• _Brief_
Some of the lines below need repeating. Reproduce exactly those between the lines holding "use super::*;" and "#[async_trait::async_trait]", inclusive.

• _Supplied data_

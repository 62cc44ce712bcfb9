//! DDL generation and ordered SQL scripts.
//!
//! [`DdlGenerator`] turns a [`Database`] model into the statements that
//! create or drop it; [`SqlScript`] runs such a list on a connection.

use crate::builder::Statement;
use crate::client::DbConnection;
use crate::database::Database;
use crate::dbms::{ColumnDef, DbmsFeature, DbmsHandler};
use crate::error::DbResult;
use crate::ident::QuoteCache;
use crate::relation::Relation;
use crate::sequence::SequenceTable;
use crate::table::{ColumnRef, Index, IndexKind, Table};
use crate::view::View;
use std::fmt;

// ==================== SqlScript ====================

/// An ordered list of statements.
#[derive(Debug, Clone, Default, PartialEq)]
pub struct SqlScript {
    statements: Vec<Statement>,
}

impl SqlScript {
    pub fn new() -> Self {
        Self::default()
    }

    /// Append a statement without parameters.
    pub fn add_stmt(&mut self, sql: impl Into<String>) {
        self.statements.push(Statement::new(sql));
    }

    pub fn add_statement(&mut self, stmt: Statement) {
        self.statements.push(stmt);
    }

    pub fn statements(&self) -> &[Statement] {
        &self.statements
    }

    pub fn sql(&self) -> impl Iterator<Item = &str> {
        self.statements.iter().map(|s| s.sql.as_str())
    }

    pub fn len(&self) -> usize {
        self.statements.len()
    }

    pub fn is_empty(&self) -> bool {
        self.statements.is_empty()
    }

    /// Insert statements at the front, keeping their order.
    pub fn prepend(&mut self, other: SqlScript) {
        let mut statements = other.statements;
        statements.append(&mut self.statements);
        self.statements = statements;
    }

    pub fn append(&mut self, other: SqlScript) {
        self.statements.extend(other.statements);
    }

    /// Run every statement in order, stopping at the first failure.
    pub async fn execute<C>(&self, db: &Database, conn: &C) -> DbResult<()>
    where
        C: DbConnection + ?Sized,
    {
        for stmt in &self.statements {
            db.execute_update(conn, stmt).await?;
        }
        Ok(())
    }

    /// Like [`SqlScript::execute`], but consecutive statements with identical
    /// SQL text go to the connection as one batch when the dialect supports it.
    pub async fn execute_batch<C>(&self, db: &Database, conn: &C) -> DbResult<()>
    where
        C: DbConnection + ?Sized,
    {
        if !db.dbms().is_supported(DbmsFeature::Batch) {
            return self.execute(db, conn).await;
        }
        for group in self.batches() {
            match group {
                [single] => {
                    db.execute_update(conn, single).await?;
                }
                _ => {
                    let params: Vec<_> = group.iter().map(|s| s.params.clone()).collect();
                    db.execute_batch(conn, &group[0].sql, &params).await?;
                }
            }
        }
        Ok(())
    }

    /// Runs of consecutive statements sharing the same SQL text.
    pub fn batches(&self) -> Vec<&[Statement]> {
        let mut out = Vec::new();
        let mut start = 0;
        for i in 1..=self.statements.len() {
            if i == self.statements.len() || self.statements[i].sql != self.statements[start].sql {
                out.push(&self.statements[start..i]);
                start = i;
            }
        }
        out
    }
}
use crate::cli::PhrasesArgs;
use crate::output::{features_table, phrases_table, print_header};
use empiredb::{DbmsFeature, DbmsHandler, Phrase, dbms_by_name};

const FEATURES: [DbmsFeature; 7] = [
    DbmsFeature::CreateSchema,
    DbmsFeature::Sequences,
    DbmsFeature::QueryLimitRows,
    DbmsFeature::QuerySkipRows,
    DbmsFeature::Batch,
    DbmsFeature::GeneratedKeys,
    DbmsFeature::DdlColumnDefault,
];

pub fn run(args: PhrasesArgs) -> anyhow::Result<()> {
    let dbms = dbms_by_name(&args.dialect)?;

    print_header(&format!("{} phrases", dbms.name()));
    println!("{}", phrases_table(phrase_rows(dbms.as_ref())));

    print_header(&format!("{} features (pagination: {:?})", dbms.name(), dbms.pagination()));
    let features: Vec<(String, bool)> = FEATURES
        .iter()
        .map(|f| (format!("{f:?}"), dbms.is_supported(*f)))
        .collect();
    println!(
        "{}",
        features_table(features.iter().map(|(name, on)| (name.as_str(), *on)))
    );
    Ok(())
}

pub fn phrase_rows(dbms: &dyn DbmsHandler) -> Vec<(&'static str, Option<&'static str>)> {
    Phrase::ALL
        .iter()
        .map(|p| (p.name(), dbms.phrase(*p)))
        .collect()
}

#[cfg(test)]
mod tests {
    use super::*;
    use empiredb::dbms;

    #[test]
    fn lists_every_phrase() {
        let rows = phrase_rows(dbms::postgres().as_ref());
        assert_eq!(rows.len(), Phrase::ALL.len());
        let (_, template) = rows
            .iter()
            .find(|(name, _)| *name == "SQL_FUNC_UPPER")
            .unwrap();
        assert!(template.is_some());
    }

    #[test]
    fn generic_lacks_string_aggregation() {
        let rows = phrase_rows(dbms::generic().as_ref());
        let (_, template) = rows
            .iter()
            .find(|(name, _)| *name == "SQL_FUNC_STRAGG")
            .unwrap();
        assert!(template.is_none());
    }
}
//! Error types for empiredb-check

use empiredb::DbError;
use thiserror::Error;

/// Result type for empiredb-check operations.
pub type CheckResult<T> = Result<T, CheckError>;

/// Error type for empiredb-check operations.
///
/// Differences between the models are not errors; they are reported through a
/// [`ModelErrorHandler`](crate::handler::ModelErrorHandler).
#[derive(Debug, Error)]
pub enum CheckError {
    /// Reading the remote metadata failed.
    #[error("Database error: {0}")]
    Database(#[from] DbError),
    /// The remote metadata is unusable (e.g., empty schema).
    #[error("Validation error: {0}")]
    Validation(String),
    /// Serialization of a report failed.
    #[error("Serialization error: {0}")]
    Serialization(#[from] serde_json::Error),
}
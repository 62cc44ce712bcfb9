//! Connection double answering `information_schema` queries from fixed rows.

#![allow(dead_code)]

use empiredb::{DbConnection, DbResult, Row, Value};
use std::sync::{Arc, Mutex};

/// Rows for each metadata query, keyed by the view it reads.
#[derive(Default)]
pub struct Catalog {
    pub tables: Vec<Row>,
    pub columns: Vec<Row>,
    pub primary_keys: Vec<Row>,
    pub foreign_keys: Vec<Row>,
}

pub struct CatalogConnection {
    catalog: Catalog,
    params: Mutex<Vec<Vec<Value>>>,
}

impl CatalogConnection {
    pub fn new(catalog: Catalog) -> Self {
        Self {
            catalog,
            params: Mutex::new(Vec::new()),
        }
    }

    pub fn params(&self) -> Vec<Vec<Value>> {
        self.params.lock().unwrap().clone()
    }
}

#[async_trait::async_trait]
impl DbConnection for CatalogConnection {
    async fn query(&self, sql: &str, params: &[Value]) -> DbResult<Vec<Row>> {
        self.params.lock().unwrap().push(params.to_vec());
        let rows = if sql.contains("referential_constraints") {
            &self.catalog.foreign_keys
        } else if sql.contains("PRIMARY KEY") {
            &self.catalog.primary_keys
        } else if sql.contains("information_schema.columns") {
            &self.catalog.columns
        } else {
            &self.catalog.tables
        };
        Ok(rows.clone())
    }

    async fn execute(&self, _sql: &str, _params: &[Value]) -> DbResult<u64> {
        Ok(0)
    }
}

fn text(s: &str) -> Value {
    Value::Text(s.to_string())
}

fn int(n: Option<i64>) -> Value {
    n.map_or(Value::Null, Value::Int)
}

fn rows(columns: &[&str], data: Vec<Vec<Value>>) -> Vec<Row> {
    let columns: Arc<[String]> = columns.iter().map(|c| c.to_string()).collect();
    data.into_iter()
        .map(|values| Row::new(Arc::clone(&columns), values))
        .collect()
}

pub fn tables(entries: &[(&str, &str)]) -> Vec<Row> {
    rows(
        &["table_name", "table_type"],
        entries.iter().map(|(n, t)| vec![text(n), text(t)]).collect(),
    )
}

/// `(table, column, type, char_length, precision, scale, nullable, default)`
pub type ColumnSpec<'a> = (
    &'a str,
    &'a str,
    &'a str,
    Option<i64>,
    Option<i64>,
    Option<i64>,
    bool,
    Option<&'a str>,
);

pub fn columns(entries: &[ColumnSpec<'_>]) -> Vec<Row> {
    rows(
        &[
            "table_name",
            "column_name",
            "data_type",
            "char_length",
            "numeric_precision",
            "numeric_scale",
            "is_nullable",
            "column_default",
        ],
        entries
            .iter()
            .map(|(t, c, ty, len, prec, scale, nullable, default)| {
                vec![
                    text(t),
                    text(c),
                    text(ty),
                    int(*len),
                    int(*prec),
                    int(*scale),
                    text(if *nullable { "YES" } else { "NO" }),
                    default.map_or(Value::Null, text),
                ]
            })
            .collect(),
    )
}

pub fn primary_keys(entries: &[(&str, &str)]) -> Vec<Row> {
    rows(
        &["table_name", "column_name"],
        entries.iter().map(|(t, c)| vec![text(t), text(c)]).collect(),
    )
}

/// `(constraint, table, column, target_table, target_column, delete_rule)`
pub fn foreign_keys(entries: &[(&str, &str, &str, &str, &str, &str)]) -> Vec<Row> {
    rows(
        &[
            "constraint_name",
            "table_name",
            "column_name",
            "target_table",
            "target_column",
            "delete_rule",
        ],
        entries
            .iter()
            .map(|(n, t, c, tt, tc, rule)| vec![text(n), text(t), text(c), text(tt), text(tc), text(rule)])
            .collect(),
    )
}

• _Answer section_
    use super::*;
    use empiredb::dbms;

    #[test]
    fn lists_every_phrase() {
        let rows = phrase_rows(dbms::postgres().as_ref());
        assert_eq!(rows.len(), Phrase::ALL.len());
        let (_, template) = rows
            .iter()
            .find(|(name, _)| *name == "SQL_FUNC_UPPER")
            .unwrap();
        assert!(template.is_some());
    }

    #[test]
    fn generic_lacks_string_aggregation() {
        let rows = phrase_rows(dbms::generic().as_ref());
        let (_, template) = rows
            .iter()
            .find(|(name, _)| *name == "SQL_FUNC_STRAGG")
            .unwrap();
        assert!(template.is_none());
    }
}
//! Error types for empiredb-check

use empiredb::DbError;
use thiserror::Error;

/// Result type for empiredb-check operations.
pub type CheckResult<T> = Result<T, CheckError>;

/// Error type for empiredb-check operations.
///
/// Differences between the models are not errors; they are reported through a
/// [`ModelErrorHandler`](crate::handler::ModelErrorHandler).
#[derive(Debug, Error)]
pub enum CheckError {
    /// Reading the remote metadata failed.
    #[error("Database error: {0}")]
    Database(#[from] DbError),
    /// The remote metadata is unusable (e.g., empty schema).
    #[error("Validation error: {0}")]
    Validation(String),
    /// Serialization of a report failed.
    #[error("Serialization error: {0}")]
    Serialization(#[from] serde_json::Error),
}
repository 62cc44ce712bcfb9
//! Connection double answering `information_schema` queries from fixed rows.

#![allow(dead_code)]

use empiredb::{DbConnection, DbResult, Row, Value};
use std::sync::{Arc, Mutex};

/// Rows for each metadata query, keyed by the view it reads.
#[derive(Default)]
pub struct Catalog {
    pub tables: Vec<Row>,
    pub columns: Vec<Row>,
    pub primary_keys: Vec<Row>,
    pub foreign_keys: Vec<Row>,
}

pub struct CatalogConnection {
    catalog: Catalog,
    params: Mutex<Vec<Vec<Value>>>,
}

impl CatalogConnection {
    pub fn new(catalog: Catalog) -> Self {
        Self {
            catalog,
            params: Mutex::new(Vec::new()),
        }
    }

    pub fn params(&self) -> Vec<Vec<Value>> {
        self.params.lock().unwrap().clone()
    }
}

#[async_trait::async_trait]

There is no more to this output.